La escuela estaba a menos de cien metros de casa. El patio de recreo era la plaza polvorienta, una extensión de la calle por la que apenas pasaban coches: la furgoneta del panadero, el vendedor de pescado los miércoles y el camioncito del gas butano varias veces al día. Sí, afinando la memoria, se asoman a la calle los coches de dos vecinos, el padre de Juanito, ¡nunca me acuerdo del nombre de ese hombre! y el marido de Carmela La Gata, aquel al que yo miraba con sana curiosidad y nunca encontré los cuernos que todo el mundo decía que tenía. A veces venía también el coche de la policía, todos decían que Pilar, la dueña de la venta, la llamaba, por los gritos y los golpes que traspasaban las paredes, justo del lado donde tenía las cajas de frutas, ¡cómo miraba yo aquellas paredes a ver si me decían algo! Ahora, de grande, cada vez que veo una mujer con un brazo escayolado, un pañuelo al cuello o unas gafas de sol un día nublado, pienso en Matilde la Coja.
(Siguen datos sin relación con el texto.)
// Copyright (c) 2024 Huawei Technologies Co.,Ltd. All rights reserved.
//
// StratoVirt is licensed under Mulan PSL v2.
// You can use this software according to the terms and conditions of the Mulan
// PSL v2.
// You may obtain a copy of Mulan PSL v2 at:
//         http://license.coscl.org.cn/MulanPSL2
// THIS SOFTWARE IS PROVIDED ON AN "AS IS" BASIS, WITHOUT WARRANTIES OF ANY
// KIND, EITHER EXPRESS OR IMPLIED, INCLUDING BUT NOT LIMITED TO
// NON-INFRINGEMENT, MERCHANTABILITY OR FIT FOR A PARTICULAR PURPOSE.
// See the Mulan PSL v2 for more details.

use std::{
    fs::{File, OpenOptions},
    io::{stderr, Write},
    os::unix::fs::OpenOptionsExt,
    path::PathBuf,
    process::exit,
    sync::Mutex,
};

use anyhow::{Context, Result};
use chrono::Local;
use log::{error, set_boxed_logger, set_max_level, Level, LevelFilter, Log, Metadata, Record};
use nix::unistd::{getpid, gettid};

use super::StageErr;

/// Exit code of a process which hit a fatal error.
pub const FATAL_EXIT_CODE: i32 = 255;

fn open_log_file(path: &PathBuf) -> Result<File> {
    OpenOptions::new()
        .append(true)
        .create(true)
        .mode(0o640)
        .open(path)
        .with_context(|| StageErr::OpenFile(path.to_string_lossy().to_string()))
}

fn level_from_env() -> Level {
    match std::env::var("OZSTAGE_LOG_LEVEL") {
        Ok(level) => match level.to_lowercase().as_str() {
            "error" => Level::Error,
            "warn" => Level::Warn,
            "info" => Level::Info,
            "debug" => Level::Debug,
            "trace" => Level::Trace,
            _ => Level::Info,
        },
        _ => Level::Info,
    }
}

struct Logger {
    handler: Mutex<Box<dyn Write + Send>>,
    level: Level,
}

impl Logger {
    fn new(path: &Option<PathBuf>, level: Level) -> Result<Self> {
        let handler = match path {
            Some(p) => Box::new(open_log_file(p)?) as Box<dyn Write + Send>,
            None => Box::new(stderr()) as Box<dyn Write + Send>,
        };
        Ok(Self {
            handler: Mutex::new(handler),
            level,
        })
    }

    fn format(record: &Record) -> String {
        format!(
            "{}: [{}][{}][{}: {}]:{}: {}\n",
            Local::now().format("%Y-%m-%dT%H:%M:%S:%9f"),
            getpid(),
            gettid(),
            record.file().unwrap_or(""),
            record.line().unwrap_or(0),
            record.level(),
            record.args()
        )
    }
}

impl Log for Logger {
    fn enabled(&self, metadata: &Metadata) -> bool {
        metadata.level() <= self.level
    }

    fn log(&self, record: &Record) {
        if !self.enabled(record.metadata()) {
            return;
        }

        let fmt_msg = Self::format(record);
        // A poisoned lock only means another thread panicked while logging.
        let mut handler = match self.handler.lock() {
            Ok(h) => h,
            Err(poisoned) => poisoned.into_inner(),
        };
        if let Err(e) = handler.write_all(fmt_msg.as_bytes()) {
            eprintln!("Failed to log message: {:?}", e);
        }
    }

    fn flush(&self) {
        if let Ok(mut handler) = self.handler.lock() {
            let _ = handler.flush();
        }
    }
}

pub fn init(path: &Option<PathBuf>, debug: bool) -> Result<()> {
    let log_level = if debug {
        Level::Debug
    } else {
        level_from_env()
    };

    let logger = Box::new(Logger::new(path, log_level)?);
    set_boxed_logger(logger)
        .map(|_| set_max_level(LevelFilter::Trace))
        .with_context(|| "Logger has been already set")?;
    Ok(())
}

/// Log `err` with its whole context chain and terminate with the fatal exit code.
pub fn fatal(err: &anyhow::Error) -> ! {
    error!("{:#}", err);
    log::logger().flush();
    exit(FATAL_EXIT_CODE);
}

#[cfg(test)]
mod tests {
    use std::{
        fs::{read_to_string, remove_file},
        path::Path,
    };

    use log::info;
    use nix::{
        sys::wait::{waitpid, WaitStatus},
        unistd::{fork, ForkResult},
    };
    use rusty_fork::rusty_fork_test;

    use super::*;

    rusty_fork_test! {
        #[test]
        fn test_logger_init() {
            let path = PathBuf::from("/tmp/ozstage-logger-init.log");
            let _ = remove_file(&path);

            init(&Some(path.clone()), false).unwrap();
            info!("container stage ready");
            log::logger().flush();

            let content = read_to_string(&path).unwrap();
            assert!(content.contains(":INFO: container stage ready"));
            assert!(content.contains(&format!("[{}]", getpid())));
            // A second logger can't be installed.
            assert!(init(&None, true).is_err());
            remove_file(Path::new(&path)).unwrap();
        }

        #[test]
        fn test_logger_level() {
            let path = PathBuf::from("/tmp/ozstage-logger-level.log");
            let _ = remove_file(&path);

            std::env::set_var("OZSTAGE_LOG_LEVEL", "warn");
            init(&Some(path.clone()), false).unwrap();
            info!("hidden message");
            log::warn!("visible message");
            log::logger().flush();

            let content = read_to_string(&path).unwrap();
            assert!(!content.contains("hidden message"));
            assert!(content.contains(":WARN: visible message"));
            remove_file(Path::new(&path)).unwrap();
        }

        #[test]
        fn test_fatal_exit_code() {
            // SAFETY: the child only logs and exits.
            match unsafe { fork() }.unwrap() {
                ForkResult::Child => fatal(&anyhow::anyhow!("unrecoverable")),
                ForkResult::Parent { child } => match waitpid(child, None).unwrap() {
                    WaitStatus::Exited(_, code) => assert_eq!(code, FATAL_EXIT_CODE),
                    status => panic!("Unexpected child status {:?}", status),
                },
            }
        }
    }
}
Imposible cerrar los ojos y volver a aquella plaza sin envolverla de barrio, como si fuera el epicentro de todos mis recuerdos. Pasaban algunos coches, sí, atravesando la plaza, pero a la hora del recreo casi nunca. Las niñas, que no sabíamos bien el significado de la palabra destino, exprimíamos el recreo entre el bocadillo grasiento, «la chataVirigüela» y el «arroz con leche» . ¡La tradición, sembrando futuro!.
Mi madre siempre me dijo que tenía que ir a la escuela para convertirme en una mujer de provecho. Nunca explicó para quién el provecho. A lo mejor ahí estuvo el fallo. Completó mi formación con clases de costura, de bordado y metiéndome en la cocina con ella las mañanas de sábados y domingos para que aprendiera a cocinar. Fui la reina del arroz con leche, nadie le daba mi toque, ese punto perfecto de canela y limón y aquella cremosidad adquirida a fuego lento, al ritmo de mi vocecita de ocho años: … me quiero casar… que sepa coser… que sepa cantar…
Y la voz de mi madre: con la cuchara que cojas…
El día que me hice fuerte entre temblores y respiración agitada, me propuse borrar de mi mente aquel paisaje todo, la gente, la escuela, el barrio, el olor dulce a arroz con leche. Pero esas cosas no se van con el simple deseo de querer. Tampoco me hice fuerte un día, a una hora, en el momento entre la decisión y la acción. Me hice fuerte el momento siguiente, los días siguientes, los meses siguientes. Me hice una mujer, ni de provecho ni de fundamento, una mujer Yo. Capaz de mirarme al espejo y no pensar en Matilde la Coja; Yo, con la sartén por el mango y un congelador en el garaje. Con este brillo en las mejillas y estos kilitos que he cogido. Sopa de amor, la llamo.
Fuimos al cine de novios, una vez. Tomates verdes fritos vimos.